■ Source material:
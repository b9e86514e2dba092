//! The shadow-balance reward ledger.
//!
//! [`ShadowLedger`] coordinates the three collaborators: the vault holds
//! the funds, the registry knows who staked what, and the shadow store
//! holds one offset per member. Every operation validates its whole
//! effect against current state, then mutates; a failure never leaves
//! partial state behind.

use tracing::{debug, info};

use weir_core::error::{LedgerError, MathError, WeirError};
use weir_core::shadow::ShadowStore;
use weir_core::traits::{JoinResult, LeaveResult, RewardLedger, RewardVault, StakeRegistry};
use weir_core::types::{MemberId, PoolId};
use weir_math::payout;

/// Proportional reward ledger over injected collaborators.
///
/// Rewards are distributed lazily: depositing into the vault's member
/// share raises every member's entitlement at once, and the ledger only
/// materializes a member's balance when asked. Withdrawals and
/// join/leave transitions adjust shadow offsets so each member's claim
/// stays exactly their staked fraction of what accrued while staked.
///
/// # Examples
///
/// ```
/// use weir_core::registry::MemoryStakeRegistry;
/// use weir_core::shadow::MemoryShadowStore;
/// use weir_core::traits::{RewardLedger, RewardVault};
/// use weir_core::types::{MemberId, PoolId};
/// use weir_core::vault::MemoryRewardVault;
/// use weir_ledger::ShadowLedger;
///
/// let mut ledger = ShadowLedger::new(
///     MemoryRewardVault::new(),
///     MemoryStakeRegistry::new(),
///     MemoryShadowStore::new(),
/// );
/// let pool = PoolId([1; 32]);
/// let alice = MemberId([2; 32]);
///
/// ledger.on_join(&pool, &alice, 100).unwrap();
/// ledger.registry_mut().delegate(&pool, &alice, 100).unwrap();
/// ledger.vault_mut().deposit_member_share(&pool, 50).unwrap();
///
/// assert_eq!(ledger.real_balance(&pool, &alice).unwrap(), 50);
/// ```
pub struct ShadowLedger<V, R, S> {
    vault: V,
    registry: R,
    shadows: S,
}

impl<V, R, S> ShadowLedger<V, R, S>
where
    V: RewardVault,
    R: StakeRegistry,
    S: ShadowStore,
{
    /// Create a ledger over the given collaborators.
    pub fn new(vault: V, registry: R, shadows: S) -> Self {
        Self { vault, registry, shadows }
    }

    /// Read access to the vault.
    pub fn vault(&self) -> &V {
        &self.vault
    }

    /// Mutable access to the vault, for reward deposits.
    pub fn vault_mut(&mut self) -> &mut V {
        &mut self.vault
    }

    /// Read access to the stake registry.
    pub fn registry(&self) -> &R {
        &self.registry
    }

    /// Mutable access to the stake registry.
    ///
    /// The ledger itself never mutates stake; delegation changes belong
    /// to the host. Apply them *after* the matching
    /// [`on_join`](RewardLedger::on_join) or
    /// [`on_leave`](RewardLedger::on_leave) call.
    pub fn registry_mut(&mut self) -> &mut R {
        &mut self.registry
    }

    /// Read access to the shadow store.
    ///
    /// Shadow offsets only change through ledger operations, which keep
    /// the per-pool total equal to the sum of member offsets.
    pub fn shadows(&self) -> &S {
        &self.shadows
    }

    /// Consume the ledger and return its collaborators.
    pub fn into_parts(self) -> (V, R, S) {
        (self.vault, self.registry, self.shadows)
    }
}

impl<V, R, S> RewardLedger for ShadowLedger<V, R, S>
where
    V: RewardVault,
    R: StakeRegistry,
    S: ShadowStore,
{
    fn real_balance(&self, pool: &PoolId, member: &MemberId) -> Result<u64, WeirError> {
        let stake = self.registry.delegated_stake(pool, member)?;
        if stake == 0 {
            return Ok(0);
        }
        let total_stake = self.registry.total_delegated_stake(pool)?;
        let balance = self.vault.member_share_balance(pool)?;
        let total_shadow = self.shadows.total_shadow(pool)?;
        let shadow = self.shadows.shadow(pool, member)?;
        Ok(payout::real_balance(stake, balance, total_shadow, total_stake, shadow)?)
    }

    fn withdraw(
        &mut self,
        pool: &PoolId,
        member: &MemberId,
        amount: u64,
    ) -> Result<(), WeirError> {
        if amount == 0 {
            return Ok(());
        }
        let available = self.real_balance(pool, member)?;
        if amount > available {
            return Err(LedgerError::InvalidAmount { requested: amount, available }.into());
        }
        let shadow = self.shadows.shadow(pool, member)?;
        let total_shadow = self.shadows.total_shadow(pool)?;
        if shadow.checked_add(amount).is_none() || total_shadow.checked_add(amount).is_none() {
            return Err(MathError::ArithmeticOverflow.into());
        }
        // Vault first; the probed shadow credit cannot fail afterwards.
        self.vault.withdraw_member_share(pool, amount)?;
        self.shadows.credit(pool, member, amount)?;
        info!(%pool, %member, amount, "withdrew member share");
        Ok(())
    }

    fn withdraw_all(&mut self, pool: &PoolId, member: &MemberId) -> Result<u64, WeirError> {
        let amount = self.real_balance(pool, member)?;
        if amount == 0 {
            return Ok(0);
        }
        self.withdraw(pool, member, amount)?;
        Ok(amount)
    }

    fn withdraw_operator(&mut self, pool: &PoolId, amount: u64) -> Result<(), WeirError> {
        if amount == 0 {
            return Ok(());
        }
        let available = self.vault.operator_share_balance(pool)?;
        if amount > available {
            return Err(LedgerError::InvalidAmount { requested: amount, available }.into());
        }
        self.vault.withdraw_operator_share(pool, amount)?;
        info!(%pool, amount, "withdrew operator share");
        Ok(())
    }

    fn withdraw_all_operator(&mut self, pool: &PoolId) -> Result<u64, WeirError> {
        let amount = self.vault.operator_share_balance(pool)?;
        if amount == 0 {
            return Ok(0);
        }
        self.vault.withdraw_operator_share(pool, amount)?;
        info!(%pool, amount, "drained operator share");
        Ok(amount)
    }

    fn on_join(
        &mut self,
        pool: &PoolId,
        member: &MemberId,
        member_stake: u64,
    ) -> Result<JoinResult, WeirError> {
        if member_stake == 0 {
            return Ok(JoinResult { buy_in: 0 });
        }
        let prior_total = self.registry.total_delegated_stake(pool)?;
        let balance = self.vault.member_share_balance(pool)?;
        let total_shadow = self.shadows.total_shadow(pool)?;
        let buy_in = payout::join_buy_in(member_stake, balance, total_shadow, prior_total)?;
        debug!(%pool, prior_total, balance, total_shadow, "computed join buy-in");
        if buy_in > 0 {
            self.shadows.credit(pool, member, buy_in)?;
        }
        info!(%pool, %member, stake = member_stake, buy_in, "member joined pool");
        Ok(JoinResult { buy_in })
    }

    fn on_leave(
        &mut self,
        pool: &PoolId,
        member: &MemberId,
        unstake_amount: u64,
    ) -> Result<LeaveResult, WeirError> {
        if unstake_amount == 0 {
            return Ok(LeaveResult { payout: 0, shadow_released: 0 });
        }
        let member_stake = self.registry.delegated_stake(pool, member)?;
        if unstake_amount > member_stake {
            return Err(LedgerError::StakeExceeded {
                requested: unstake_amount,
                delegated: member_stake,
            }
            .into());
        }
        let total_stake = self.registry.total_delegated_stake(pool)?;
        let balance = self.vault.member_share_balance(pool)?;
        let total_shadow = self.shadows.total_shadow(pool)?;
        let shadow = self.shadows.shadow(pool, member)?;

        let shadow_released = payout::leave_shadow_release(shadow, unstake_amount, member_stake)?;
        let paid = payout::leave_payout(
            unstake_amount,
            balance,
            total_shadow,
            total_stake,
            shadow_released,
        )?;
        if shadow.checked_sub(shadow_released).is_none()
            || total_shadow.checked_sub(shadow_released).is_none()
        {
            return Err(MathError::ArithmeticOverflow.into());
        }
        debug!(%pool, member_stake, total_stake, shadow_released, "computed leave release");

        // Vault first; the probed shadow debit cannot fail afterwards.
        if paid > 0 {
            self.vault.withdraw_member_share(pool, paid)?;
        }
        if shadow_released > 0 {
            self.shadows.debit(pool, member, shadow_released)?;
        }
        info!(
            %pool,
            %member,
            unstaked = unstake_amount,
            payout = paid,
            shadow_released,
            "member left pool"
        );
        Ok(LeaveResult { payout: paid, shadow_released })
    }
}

■ What you need to do: Among the lines above, which contain the word "collaborators"? Copy every one.

■ Exercise response:
//! [`ShadowLedger`] coordinates the three collaborators: the vault holds
/// Proportional reward ledger over injected collaborators.
    /// Create a ledger over the given collaborators.
    /// Consume the ledger and return its collaborators.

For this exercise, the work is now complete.